I'll give you quick answer since a lengthy explanation would easily fill a 90 min lecture or tow. These are little more than estimations since it is very much dependent on system load, the kind of connections you throw at the server and of course the hardware that is used.

  1. Yes and no. There is a rekeying after 1 GB of data or 1 hour of connection time. Can also depend on whether keys are used for authentication. Diffie-Hellman is generally more expensive than RSA key exchange, but since it only happens once(ish) not a big deal.
  2. Yes there is overhead: you have to add random padding of at least 4 byte (SSH2) And each data package gets an HMAC of some sort. Depending on what is used. I don't know how much exactly but it is less at max 33 byte (Full sha2 lengt) Max payload is 35000 - 4 byte padding.
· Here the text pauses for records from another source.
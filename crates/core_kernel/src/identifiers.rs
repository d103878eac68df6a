//! Strongly-typed identifiers for settlement records
//!
//! Every persisted collection gets its own newtype over a UUID so that a
//! payment id can never be passed where an invoice id is expected.

use serde::{Deserialize, Serialize};
use std::fmt;
use std::str::FromStr;
use uuid::Uuid;

use crate::error::CoreError;

macro_rules! define_id {
    ($name:ident, $prefix:literal) => {
        #[derive(Debug, Clone, Copy, PartialEq, Eq, Hash, PartialOrd, Ord, Serialize, Deserialize)]
        #[serde(transparent)]
        pub struct $name(Uuid);

        impl $name {
            pub fn new() -> Self {
                Self(Uuid::new_v4())
            }

            /// Time-ordered (v7); used where insertion order matters, e.g. journal entries
            pub fn new_v7() -> Self {
                Self(Uuid::now_v7())
            }

            pub fn from_uuid(uuid: Uuid) -> Self {
                Self(uuid)
            }

            pub fn as_uuid(&self) -> &Uuid {
                &self.0
            }

            /// Display prefix, e.g. `PAY` in `PAY-<uuid>`
            pub fn prefix() -> &'static str {
                $prefix
            }
        }

        impl Default for $name {
            fn default() -> Self {
                Self::new()
            }
        }

        impl fmt::Display for $name {
            fn fmt(&self, f: &mut fmt::Formatter<'_>) -> fmt::Result {
                write!(f, "{}-{}", $prefix, self.0)
            }
        }

        impl FromStr for $name {
            type Err = CoreError;

            /// Accepts both `PREFIX-<uuid>` and a bare UUID
            fn from_str(s: &str) -> Result<Self, Self::Err> {
                let raw = s.trim();
                let bare = raw.strip_prefix(concat!($prefix, "-")).unwrap_or(raw);
                Uuid::parse_str(bare)
                    .map(Self)
                    .map_err(|e| CoreError::invalid_identifier($prefix, raw, e))
            }
        }

        impl From<Uuid> for $name {
            fn from(uuid: Uuid) -> Self {
                Self(uuid)
            }
        }

        impl From<$name> for Uuid {
            fn from(id: $name) -> Uuid {
                id.0
            }
        }
    };
}

// Records owned by procurement collaborators
define_id!(VendorId, "VEN");
define_id!(PurchaseOrderId, "PO");
define_id!(InvoiceId, "INV");

// Settlement records
define_id!(PaymentId, "PAY");
define_id!(AdjustmentId, "ADJ");
define_id!(AccrualId, "ACR");
define_id!(BatchId, "BAT");

// Ledger records
define_id!(AccountId, "ACC");
define_id!(JournalEntryId, "JNL");
define_id!(LedgerEntryId, "VLE");

// Generic identifiers
define_id!(TransactionId, "TXN");
define_id!(AuditEventId, "AUD");

/// The user or process responsible for a mutation
///
/// Authentication happens upstream; by the time a request reaches the
/// settlement services the actor is an opaque, already-trusted name.
#[derive(Debug, Clone, PartialEq, Eq, Hash, Serialize, Deserialize)]
#[serde(transparent)]
pub struct Actor(String);

impl Actor {
    /// Creates an actor from a user or process name
    pub fn new(name: impl Into<String>) -> Self {
        Self(name.into())
    }

    /// The actor used by background sweeps
    pub fn system() -> Self {
        Self("system".to_string())
    }

    pub fn as_str(&self) -> &str {
        &self.0
    }
}

impl fmt::Display for Actor {
    fn fmt(&self, f: &mut fmt::Formatter<'_>) -> fmt::Result {
        f.write_str(&self.0)
    }
}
You get about 37/34996 = 0.001 % overhead or less.
  3. CPU overhead is minimal. That was one of the goals for AES standard.
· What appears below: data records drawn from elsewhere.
//! Payment handlers

use axum::{
    extract::{Path, Query, State},
    http::StatusCode,
    Extension, Json,
};

use core_kernel::{Actor, PaymentId};
use domain_payables::{Payment, PaymentQuery, UpdatePaymentRequest};

use crate::dto::payments::*;
use crate::dto::{parse_id, validated};
use crate::{error::ApiError, AppState};

/// Creates a payment; it may settle immediately, wait for approval or wait for its date
pub async fn create_payment(
    State(state): State<AppState>,
    Extension(actor): Extension<Actor>,
    Json(body): Json<CreatePaymentBody>,
) -> Result<(StatusCode, Json<Payment>), ApiError> {
    let request = validated(body)?.into_request(state.currency());
    let payment = state.payments.create_payment(request, &actor).await?;
    Ok((StatusCode::CREATED, Json(payment)))
}

pub async fn list_payments(
    State(state): State<AppState>,
    Query(params): Query<PaymentListParams>,
) -> Result<Json<Vec<Payment>>, ApiError> {
    let query = PaymentQuery::from(params);
    Ok(Json(state.payments.list_payments(&query).await?))
}

pub async fn get_payment(
    State(state): State<AppState>,
    Path(id): Path<String>,
) -> Result<Json<Payment>, ApiError> {
    let id: PaymentId = parse_id(&id, "payment")?;
    Ok(Json(state.payments.get_payment(id).await?))
}

pub async fn update_payment(
    State(state): State<AppState>,
    Extension(actor): Extension<Actor>,
    Path(id): Path<String>,
    Json(body): Json<UpdatePaymentBody>,
) -> Result<Json<Payment>, ApiError> {
    let id: PaymentId = parse_id(&id, "payment")?;
    let request: UpdatePaymentRequest = validated(body)?.into();
    Ok(Json(state.payments.update_payment(id, request, &actor).await?))
}

/// Moves a draft into the approval gate
pub async fn submit_payment(
    State(state): State<AppState>,
    Extension(actor): Extension<Actor>,
    Path(id): Path<String>,
) -> Result<Json<Payment>, ApiError> {
    let id: PaymentId = parse_id(&id, "payment")?;
    Ok(Json(state.payments.submit_payment(id, &actor).await?))
}

pub async fn approve_payment(
    State(state): State<AppState>,
    Extension(actor): Extension<Actor>,
    Path(id): Path<String>,
    Json(body): Json<ApprovalBody>,
) -> Result<Json<Payment>, ApiError> {
    let id: PaymentId = parse_id(&id, "payment")?;
    let body = validated(body)?;
    let payment = state
        .payments
        .approve_payment(id, body.decision, &actor, body.comment)
        .await?;
    Ok(Json(payment))
}

pub async fn cancel_payment(
    State(state): State<AppState>,
    Extension(actor): Extension<Actor>,
    Path(id): Path<String>,
    body: Option<Json<CancelBody>>,
) -> Result<Json<Payment>, ApiError> {
    let id: PaymentId = parse_id(&id, "payment")?;
    let body = validated(body.map(|Json(b)| b).unwrap_or_default())?;
    Ok(Json(state.payments.cancel_payment(id, &actor, body.reason).await?))
}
  4. Same here. It is roughly symmetrical since the crypto operations are symmetrical (similar to multiplication and division are symmetrical), of course this requires knowing the keys. How many connections can a server handle? Depends on the connections. If you have simple terminal sessions: many. If someone blasts a 1 GBit connection at you and copies 10 GB of data via scp: using a standard intel i7 probably two or three at a time. Its likely that your NIC or storage bottle necks first.
  5. Not sure. A little bit probably. I'd say not more than double the memory of a normal telnet session.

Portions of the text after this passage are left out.